You know this story already: A young black man named Ahmaud Arbery went for a run in Brunswick, Georgia this past February, and two men chased him down and shot him in broad daylight. The white men weren’t arrested or charged with a crime until May, after a video of their crime went viral on the Internet.
You have already heard this story. You have heard stories like it, over and over again. And there are thousands more such stories in America’s history that you and I haven’t heard.
There’s another story I’ve been wondering about since I first heard about the murder of Ahmaud Arbery, and that’s the story those white men were telling themselves as they fetched their guns and chased down an unarmed man and shot him dead. What story did they believe themselves to be living in? What did they believe their role in that story to be? What was Ahmaud Arbery’s role in this story of theirs? I wonder if they were the heroes of their story, defending the Satilla Shores neighborhood from the shadowy evil incarnated in the black body of Ahmaud Arbery.
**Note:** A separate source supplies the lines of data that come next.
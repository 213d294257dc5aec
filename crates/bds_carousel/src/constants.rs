//! Carousel layout and timing constants

use std::time::Duration;

// ============================================================================
// Carousel
// ============================================================================

pub const DEFAULT_ITEM_HEIGHT: f32 = 200.0;
pub const DEFAULT_ITEM_WIDTH: f32 = 300.0;
/// Horizontal gap between items, in px
pub const GAP_WIDTH: f32 = 16.0;
pub const DEFAULT_AUTOPLAY_INTERVAL_MS: u64 = 5000;
/// Fraction of the carousel that must be on screen before autoplay starts
pub const MAIN_INTERSECT_THRESHOLD: f32 = 0.5;
/// Fraction of an item that must be visible before a drag snaps to it
pub const ITEM_INTERSECT_THRESHOLD: f32 = 0.5;
/// Right padding of the list container, excluded from the content width
pub const CONTAINER_RIGHT_PADDING: f32 = 8.0;
/// Quiet period applied to observer-delivered resize notifications
pub const RESIZE_DEBOUNCE: Duration = Duration::from_millis(100);

// ============================================================================
// Pagination
// ============================================================================

pub const MAX_INDICATORS_LEFT: usize = 2;
pub const MAX_INDICATORS_RIGHT: usize = 2;
pub const MAX_INDICATORS_TOTAL: usize = MAX_INDICATORS_LEFT + MAX_INDICATORS_RIGHT + 1;

// ============================================================================
// Scrollbar
// ============================================================================

pub const MIN_THUMB_WIDTH: f32 = 34.0;
/// Distance moved per arrow key press on the scrollbar, in px
pub const SCROLL_DISTANCE: f32 = 100.0;
//! BDS Core
//!
//! Foundational primitives shared by the BDS headless components:
//!
//! - **Timers**: pausable single-shot countdowns and debouncers driven by an
//!   injectable [`Clock`]
//! - **Listener registries**: document-level subscriptions released by scoped guards
//! - **Input events**: pointer, keyboard, wheel, resize and intersection payloads
//! - **State machines**: the [`StateTransitions`] trait used by widget FSMs
//! - **Button descriptors**: the props handed to Button / ButtonCircular renderers
//!
//! Everything here is single-threaded. Components hold state behind `Rc`
//! handles and the host pushes events in from its own event loop.
//!
//! # Example
//!
//! ```rust
//! use std::time::Duration;
//! use bds_core::{ManualClock, Timer};
//!
//! let clock = ManualClock::new();
//! let mut timer = Timer::new(clock.clone(), Duration::from_millis(5000));
//!
//! timer.start();
//! clock.advance(Duration::from_millis(2000));
//! timer.pause();
//!
//! clock.advance(Duration::from_secs(60));
//! assert!(!timer.poll());
//!
//! timer.resume();
//! clock.advance(Duration::from_millis(3000));
//! assert!(timer.poll());
//! ```

pub mod button;
pub mod events;
pub mod fsm;
pub mod listener;
pub mod timer;

pub use button::{
    ButtonCircularProps, ButtonCircularSize, ButtonCircularVariant, ButtonProps, ButtonSize,
    ButtonVariant,
};
pub use events::{
    event_types, EventType, IntersectionEntry, Key, PointerEvent, PointerSource, ResizeEntry,
    WheelEvent,
};
pub use fsm::StateTransitions;
pub use listener::{ListenerGuard, ListenerRegistry};
pub use timer::{Clock, Debouncer, ManualClock, SystemClock, Timer};
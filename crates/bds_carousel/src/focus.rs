//! Keyboard focus across carousel items

use bds_core::Key;

use crate::geometry::CarouselLayout;

/// Result of a key press on the item list
#[derive(Clone, Copy, Debug, PartialEq, Eq)]
pub struct FocusMove {
    /// Item that now has focus
    pub index: usize,
    /// Whether the list must navigate to bring the item into view
    pub navigate: bool,
}

/// Roving focus over the items of one carousel
#[derive(Clone, Copy, Debug, Default, PartialEq, Eq)]
pub struct ItemFocus {
    index: usize,
    dirty: bool,
}

impl ItemFocus {
    pub fn index(&self) -> usize {
        self.index
    }

    /// Focused item, once focus has entered the list
    pub fn focused(&self) -> Option<usize> {
        self.dirty.then_some(self.index)
    }

    pub fn focus(&mut self, index: usize) {
        self.dirty = true;
        self.index = index;
    }

    /// Clamp focus after the item count shrank
    pub fn clamp(&mut self, total_items: usize) {
        self.index = self.index.min(total_items.saturating_sub(1));
    }

    /// Handle a key press while the list has focus
    ///
    /// Arrow keys only navigate when the newly focused item is clipped by
    /// the visible window `[offset, offset + container_width]`; Home and End
    /// always navigate.
    pub fn on_key(&mut self, key: Key, layout: &CarouselLayout, offset: f32) -> Option<FocusMove> {
        let total_items = layout.total_items();
        if total_items == 0 {
            return None;
        }
        let last = total_items - 1;
        let left_edge = offset;
        let right_edge = offset + layout.container_width;

        let (index, navigate) = match key {
            Key::ArrowLeft => {
                let index = self.index.saturating_sub(1).min(last);
                (index, layout.coordinates[index].left < left_edge)
            }
            Key::ArrowRight => {
                let index = (self.index + 1).min(last);
                (index, layout.coordinates[index].right > right_edge)
            }
            Key::Home => (0, true),
            Key::End => (last, true),
            _ => return None,
        };

        self.focus(index);
        Some(FocusMove { index, navigate })
    }
}

/// Roving tab index: only the target item is reachable with Tab
pub fn item_tab_index(index: usize, target_index: usize) -> i32 {
    if index == target_index {
        0
    } else {
        -1
    }
}

#[cfg(test)]
mod tests {
    use super::*;
    use crate::config::SnapType;

    fn layout() -> CarouselLayout {
        CarouselLayout::compute("c", 20, 300.0, false, SnapType::Page, 948.0)
    }

    #[test]
    fn test_arrow_right_navigates_when_clipped() {
        let layout = layout();
        let mut focus = ItemFocus::default();

        assert_eq!(
            focus.on_key(Key::ArrowRight, &layout, 0.0),
            Some(FocusMove { index: 1, navigate: false })
        );
        assert_eq!(
            focus.on_key(Key::ArrowRight, &layout, 0.0),
            Some(FocusMove { index: 2, navigate: false })
        );
        // Item 3 ends at 1248, past the 948px window
        assert_eq!(
            focus.on_key(Key::ArrowRight, &layout, 0.0),
            Some(FocusMove { index: 3, navigate: true })
        );
    }

    #[test]
    fn test_arrow_left_navigates_when_clipped() {
        let layout = layout();
        let mut focus = ItemFocus::default();
        focus.focus(3);

        assert_eq!(
            focus.on_key(Key::ArrowLeft, &layout, 948.0),
            Some(FocusMove { index: 2, navigate: true })
        );

        focus.focus(0);
        assert_eq!(
            focus.on_key(Key::ArrowLeft, &layout, 0.0),
            Some(FocusMove { index: 0, navigate: false })
        );
    }

    #[test]
    fn test_home_end_and_ignored_keys() {
        let layout = layout();
        let mut focus = ItemFocus::default();

        assert_eq!(
            focus.on_key(Key::End, &layout, 0.0),
            Some(FocusMove { index: 19, navigate: true })
        );
        assert_eq!(
            focus.on_key(Key::Home, &layout, 5688.0),
            Some(FocusMove { index: 0, navigate: true })
        );
        assert_eq!(focus.on_key(Key::ArrowUp, &layout, 0.0), None);
        assert_eq!(ItemFocus::default().on_key(Key::End, &CarouselLayout::default(), 0.0), None);
    }

    #[test]
    fn test_tab_index() {
        assert_eq!(item_tab_index(3, 3), 0);
        assert_eq!(item_tab_index(2, 3), -1);
    }
}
Whatever story those men were telling, I wonder how true it felt to them as February became March and March became April, and it looked like they would face no real legal consequences, though they would face a lifetime of knowing they had killed an innocent man. And I wonder how true the story felt as April became May, and it became apparent that their crime wasn’t going to be swept under the rug after all.
I’m not being rhetorical. I really do wonder what those two and a half months were like for those men. We all have stories whereby we are justified, whereby our side is proven to be the right side. But when it turns out those stories don’t square with reality, what then? Do you tell the truer story, or do you clutch at that old story, like a drowning man clutching at a cinder block?
The right stories have the power to align us with reality–a reality that none of us invented, that continues to exist whether we choose to believe it or not. I don’t mean the status quo, but a reality that is bigger and better and more joyous than the status quo.
But we aren’t telling the right stories. It’s as if we have given up on the idea of a just society and instead are jockeying for position closer to the top of a heap that isn’t worthy of us. We’re telling the stories we want to hear, stories that reassure us that we’re right, stories that gain and/or preserve power for people like us, even as they define “people like us” in ever-narrowing terms.
One problem with pursuing your own selfish interest is that you might get it. You might achieve supremacy in a world shriveled down to the scale of your self-interest–a world that you can enjoy only when you’re a shrunken version of your self, oblivious to the suffering and the dehumanization of others.
As I have said in an earlier episode of The Habit Weekly, self-interest is the great enemy of reality. But reality, as it happens, is the only place where you can hope to live a meaningful, joyful life. To quote Josef Pieper, “The egocentric interests of man must be silenced in order that he may perceive the truth of real things, and so that reality may guide him…”
If you are a Christian person, all of this should be old news. Should be. These days, I don’t know what comes across as old news and what comes across as raving radicalism.
Racism is one of those twisted and twisting stories that pretends to give a realistic account of “just the way things are” when in fact it’s a Satanic projection of self-interest. Russell Moore hits the nail on the head when he says that racism “is rooted in precisely what the Serpent offered in the first place—the idea that we could become deity ourselves, that we can take what we want, that we can decide for ourselves the standards of good and evil, justice and injustice, and that we would not surely die (Gen. 3:4-6).”
This past weekend, Esau McCaulley, a Wheaton professor and Anglican priest, published a sobering opinion piece that Tish Harrison Warren describes as the most Christian thing she’s ever read in the New York Times. I commend it to you. “We need this country to become something different, something more,” he writes. “Black people need to be seen as fully human beings made in the image of God, not a menace to be managed, controlled and extinguished.” That anybody even has to specifically say such a thing is astonishing, but there we are. He’s talking about allowing a bigger, truer story (Black people are fully human beings made in the image of God) to expel a false and shriveled story (Black people are a menace to be managed, controlled, and extinguished.)
I described McCaulley’s essay as sobering, but it’s also hopeful. Because there are always people who are listening for the truer story. “There is no bigger rebellion or miracle in the history of these United States than that of the black Christians who saw in the very book used to justify their oppression a testimony to a God who disagreed.”
Yes and amen. We need to tell truer, better stories, friends. We need to be telling the stories that God agrees with.